Baby boy Ferouz was born in Brisbane's Mater Hospital last year after his mother, from Myanmar's persecuted Rohingya minority, was transferred to Australia from the Pacific state of Nauru due to concerns about her pregnancy.
Since July 2013 Australia has denied asylum-seekers arriving by boat resettlement in this country, sending them instead to camps in Nauru and Papua New Guinea.
The government considers Ferouz an unlawful maritime arrival like his parents, and has already denied him a protection visa.

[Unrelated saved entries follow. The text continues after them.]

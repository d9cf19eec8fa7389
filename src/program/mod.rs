//! Compiling GLSL shaders and linking programs.
//!
//! Compile and link failures are regular outcomes here: many tests check that some shader is
//! rejected. The `*_nothrow` and `*_quiet` helpers return the failed object and print the
//! compiler log on stdout, so that the runner doesn't flag the expected failure. The plain
//! helpers print on stderr and turn the failure into a `ProgramCreationError`.

use std::error::Error;
use std::fmt;
use std::io::{self, Write};
use std::path::PathBuf;

use crate::backend::Facade;
use crate::result::TestError;

pub use self::program::{build_simple_program, link_check_status, link_check_status_quiet};
pub use self::program::{link_check_status_with, link_program, link_simple_program};
pub use self::program::{unuse_program, Program};
pub use self::shader::{check_stage_compatibility, compile_shader, compile_shader_text};
pub use self::shader::{compile_shader_nothrow, compile_shader_text_nothrow, shader_path};
pub use self::shader::{source_dir, Shader, ShaderStage};

pub mod fns;
mod program;
mod shader;

/// Error that can be triggered when creating a `Shader` or a `Program`.
#[derive(Clone, Debug)]
pub enum ProgramCreationError {
    /// Error while compiling a shader.
    CompilationError(String, ShaderStage),

    /// Error while linking the program.
    LinkingError(String),

    /// The requested shader stage is not supported by the context.
    ShaderTypeNotSupported,

    /// The context can't compile shaders at all.
    CompilationNotSupported,

    /// A shader file could not be read.
    SourceUnavailable(PathBuf, String),
}

impl fmt::Display for ProgramCreationError {
    fn fmt(&self, fmt: &mut fmt::Formatter<'_>) -> fmt::Result {
        match self {
            ProgramCreationError::CompilationError(log, stage) =>
                write!(fmt, "Failed to compile {} shader: {}", stage, log),
            ProgramCreationError::LinkingError(log) =>
                write!(fmt, "Failed to link: {}", log),
            ProgramCreationError::ShaderTypeNotSupported =>
                fmt.write_str("The requested shader stage is not supported by the context"),
            ProgramCreationError::CompilationNotSupported =>
                fmt.write_str("The context doesn't support shader compilation"),
            ProgramCreationError::SourceUnavailable(path, err) =>
                write!(fmt, "Couldn't read shader {}: {}", path.display(), err),
        }
    }
}

impl Error for ProgramCreationError {}

/// Where compiler and linker logs go.
#[derive(Debug, Copy, Clone, PartialEq, Eq)]
pub enum Verbosity {
    /// Print on stderr. The runner treats stderr output as suspicious.
    Loud,
    /// Print on stdout, for failures the test expects.
    Quiet,
}

impl Verbosity {
    fn emit(self, message: &str) {
        match self {
            Verbosity::Loud => {
                eprintln!("{}", message);
                let _ = io::stderr().flush();
            },
            Verbosity::Quiet => println!("{}", message),
        }
    }
}

/// Returns the GLSL version of the context as `(major, minor)`, with the minor number as
/// written in the version string (`1.30` is `(1, 30)`).
pub fn get_glsl_version<F: ?Sized + Facade>(facade: &F) -> Option<(u8, u8)> {
    facade.get_context().get_glsl_version().map(|v| (v.1, v.2))
}

/// Skips the test unless the context supports GLSL.
pub fn require_glsl<F: ?Sized + Facade>(facade: &F) -> Result<(), TestError> {
    match facade.get_context().shader_fns() {
        Some(_) => Ok(()),
        None => Err(TestError::Skip("GLSL not supported.".to_owned())),
    }
}

/// Skips the test unless the context supports at least the given GLSL version.
pub fn require_glsl_version<F: ?Sized + Facade>(facade: &F, major: u8, minor: u8)
                                                -> Result<(), TestError>
{
    require_glsl(facade)?;

    match get_glsl_version(facade) {
        Some(version) if glsl_version_at_least(version, (major, minor)) => Ok(()),
        _ => Err(TestError::Skip(format!("GLSL {}.{} not supported.", major, minor))),
    }
}

/// Compares GLSL versions whose minor numbers are written with two digits.
///
/// `(1, 3)` is understood as `1.30`.
pub fn glsl_version_at_least(version: (u8, u8), required: (u8, u8)) -> bool {
    fn normalize((major, minor): (u8, u8)) -> (u8, u8) {
        if minor < 10 && minor != 0 { (major, minor * 10) } else { (major, minor) }
    }

    normalize(version) >= normalize(required)
}

#[cfg(test)]
mod tests {
    use super::*;

    #[test]
    fn glsl_comparisons() {
        assert!(glsl_version_at_least((1, 30), (1, 30)));
        assert!(glsl_version_at_least((1, 50), (1, 30)));
        assert!(glsl_version_at_least((4, 60), (1, 10)));
        assert!(glsl_version_at_least((1, 30), (1, 3)));
        assert!(!glsl_version_at_least((1, 20), (1, 30)));
        assert!(!glsl_version_at_least((3, 0), (3, 10)));
    }

    #[test]
    fn error_messages() {
        let err = ProgramCreationError::CompilationError("0:1: syntax error".to_owned(),
                                                         ShaderStage::Fragment);
        assert_eq!(err.to_string(), "Failed to compile fragment shader: 0:1: syntax error");

        let err: TestError = ProgramCreationError::LinkingError("oops".to_owned()).into();
        assert_eq!(err, TestError::Fail("Failed to link: oops".to_owned()));
    }
}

"On the applicant's birth he entered Australia and became an 'unlawful non-citizen', given that neither of his parents held a valid visa," he said in his judgment.
"The applicant is therefore, in my view, an 'unauthorised maritime arrival'... And his application for a protection visa was invalid."
Canberra's immigration policy is designed to stop asylum-seekers from using people-smugglers to bring them to Australia by boat, a practice which has resulted in the drowning deaths of hundreds of people over the years.
Prior to the ruling, lawyers had said the fate of about 100 babies born on Australian soil to asylum-seeker parents who arrived via boat rested on the decision.
The challenge to Ferouz was one of two court challenges to Australia's hardline asylum-seeker policy.
Yesterday the High Court in Canberra began hearing a case on the validity of a law used to detain 157 Sri Lankan Tamil asylum-seekers for weeks on the high seas in June, after they sailed from India.